Los argentinos nacieron contrabandistas y desobedientes de la ley. “Acato pero no cumplo” era su reacción habitual frente a las órdenes de España; y en cuanto al contrabando, todos violaban sistemáticamente el estricto cepo comercial impuesto por la Corona.
No hay discusión sobre nuestra idiosincrasia en la que no aparezcan estas afirmaciones. Ocurre lo mismo en una mesa de café, un programa radial o un debate académico.
Desde los lejanos tiempos coloniales -se dice-, estos hábitos transgresores se han incorporado a nuestro “ser nacional” o a nuestro ADN, y lo explican todo, desde no pagar impuestos a la “mano de Dios” maradoniana. La evocación de aquellas prácticas fundadoras ha adquirido la sólida contundencia de todo lo que se instala en el sentido común.
“Se acata pero no se cumple” no es un rasgo específicamente americano o hispánico. No está determinado por la raza o la herencia. Simplemente describe la situación de cualquier estado territorial europeo del siglo XVI o XVII, cuando los reyes trataban de imponer su autoridad a un conjunto de poderes particulares: los nobles, los municipios, los cuerpos de funcionarios, la Iglesia y algunos más.
Toda afirmación de autoridad, como el célebre “El Estado soy yo” de Luis XIV, expresa apenas una aspiración, un proyecto construido trabajosamente, que todavía deberá dar muchas batallas y que solo se habrá afirmado a mediados del siglo XIX, junto con el principio de “una ley igual para todos”. Mientras tanto, todos aquellos que estaban sometidos a algún poder negociaban, acataban un poco y obedecían a veces.
Tampoco el contrabando es una originalidad porteña o hispana. Más bien es la contraparte normal del monopolio impuesto por cualquier poder. En el caso de España, el monopolio comercial establecido en Hispanoamérica cerró al comercio la mayoría de los puertos españoles y americanos, para asegurar el monopolio de Sevilla y de Lima, que podían controlar un poco.
Fue el modesto intento de una monarquía cada vez más débil para participar en alguna medida del gran negocio comercial colonial, cuyos mayores beneficios se acumularon en Amsterdam o Londres. En Buenos Aires se contrabandeaba lo mismo que en cualquier otra parte, inclusive en la propia Sevilla.
Un monopolio es una forma de cobrar un peaje a quienes tienen que usar el puente, el puerto o cualquier servicio. Así lo hacían desde el siglo XI los señores feudales, que ejercían directamente el mando en una comarca, más interesados en las multas a los transgresores que en evitar el tránsito.

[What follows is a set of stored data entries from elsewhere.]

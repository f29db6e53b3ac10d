// Copyright (c) 2025 Fabstir
// SPDX-License-Identifier: BUSL-1.1
//! Pixel-space boxes and points, and their conversion to percentages of the
//! image size so that results are independent of the upload resolution.

use serde::{Deserialize, Serialize};

/// Width and height of the decoded upload in pixels
#[derive(Debug, Clone, Copy, PartialEq, Eq, Serialize, Deserialize)]
pub struct ImageSize {
    pub width: u32,
    pub height: u32,
}

impl ImageSize {
    pub fn new(width: u32, height: u32) -> Self {
        Self { width, height }
    }
}

/// Axis-aligned box in pixel coordinates, corners `(x1, y1)` and `(x2, y2)`
#[derive(Debug, Clone, Copy, PartialEq)]
pub struct PixelBox {
    pub x1: f32,
    pub y1: f32,
    pub x2: f32,
    pub y2: f32,
}

impl PixelBox {
    pub fn new(x1: f32, y1: f32, x2: f32, y2: f32) -> Self {
        Self { x1, y1, x2, y2 }
    }

    /// Build from a YOLO centre box `(cx, cy, w, h)`
    pub fn from_center(cx: f32, cy: f32, w: f32, h: f32) -> Self {
        Self {
            x1: cx - w / 2.0,
            y1: cy - h / 2.0,
            x2: cx + w / 2.0,
            y2: cy + h / 2.0,
        }
    }

    pub fn width(&self) -> f32 {
        (self.x2 - self.x1).max(0.0)
    }

    pub fn height(&self) -> f32 {
        (self.y2 - self.y1).max(0.0)
    }

    pub fn area(&self) -> f32 {
        self.width() * self.height()
    }

    /// Intersection over union with another box
    pub fn iou(&self, other: &PixelBox) -> f32 {
        let x1 = self.x1.max(other.x1);
        let y1 = self.y1.max(other.y1);
        let x2 = self.x2.min(other.x2);
        let y2 = self.y2.min(other.y2);

        if x2 <= x1 || y2 <= y1 {
            return 0.0;
        }

        let intersection = (x2 - x1) * (y2 - y1);
        let union = self.area() + other.area() - intersection;

        if union > 0.0 {
            intersection / union
        } else {
            0.0
        }
    }

    /// Restrict the box to `[0, width] x [0, height]`
    pub fn clamp_to(&self, size: ImageSize) -> Self {
        let w = size.width as f32;
        let h = size.height as f32;
        let x1 = self.x1.clamp(0.0, w);
        let y1 = self.y1.clamp(0.0, h);
        Self {
            x1,
            y1,
            x2: self.x2.clamp(x1, w),
            y2: self.y2.clamp(y1, h),
        }
    }

    /// Convert to `[x, y, width, height]` as percentages of the image size.
    ///
    /// x = x1/W*100, y = y1/H*100, width = (x2-x1)/W*100, height = (y2-y1)/H*100,
    /// computed on the box clamped to the image so every component is in [0, 100].
    pub fn to_percent(&self, size: ImageSize) -> [f32; 4] {
        if size.width == 0 || size.height == 0 {
            return [0.0; 4];
        }
        let clamped = self.clamp_to(size);
        let w = size.width as f32;
        let h = size.height as f32;
        [
            clamped.x1 / w * 100.0,
            clamped.y1 / h * 100.0,
            (clamped.x2 - clamped.x1) / w * 100.0,
            (clamped.y2 - clamped.y1) / h * 100.0,
        ]
    }
}

/// A polygon vertex in pixel coordinates
#[derive(Debug, Clone, Copy, PartialEq)]
pub struct PixelPoint {
    pub x: f32,
    pub y: f32,
}

impl PixelPoint {
    pub fn new(x: f32, y: f32) -> Self {
        Self { x, y }
    }

    /// Convert to `(x, y)` percentages of the image size, clamped to [0, 100]
    pub fn to_percent(&self, size: ImageSize) -> (f32, f32) {
        if size.width == 0 || size.height == 0 {
            return (0.0, 0.0);
        }
        let x = (self.x / size.width as f32 * 100.0).clamp(0.0, 100.0);
        let y = (self.y / size.height as f32 * 100.0).clamp(0.0, 100.0);
        (x, y)
    }
}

Cuando son desplazados por los nacientes estados monárquicos, su lugar es ocupado por el funcionario local, el primer y más directo beneficiario. En 1617 el rey designó gobernador de Buenos Aires a Diego de Góngora, quien pagó por su cargo tanto como lo que hoy paga un oficial de policía para ser designado al frente de una comisaría de Buenos Aires.
La diferencia es que por entonces la venta de todos los cargos era algo normal y aceptado, y se entendía que el nuevo funcionario recuperaría su inversión.
En este caso, el gobernador no solo cobró su parte de los contrabandistas de Buenos Aires sino que él mismo llegó a su nuevo destino al frente de tres naves, cargadas de “efectos de Castilla” por los comerciantes de Lisboa, y de golpe la ciudad se llenó de tiendas ocupadas en venderlos.
Un grupo de funcionarios y comerciantes “extranjeros” -una noción completamente anacrónica- fueron los agentes activos del contrabando, los verdaderos fundadores de esta faceta de nuestro “ser nacional”.
Había españoles, como el contador Hernando de Vargas, que cobraba derechos sospechosamente bajos a los buques negreros, el capitán Juan de Vergara, que manejaba el puerto y la justicia, o el tesorero real Simón de Valdés, que en apenas ocho años acuñó una extraordinaria riqueza.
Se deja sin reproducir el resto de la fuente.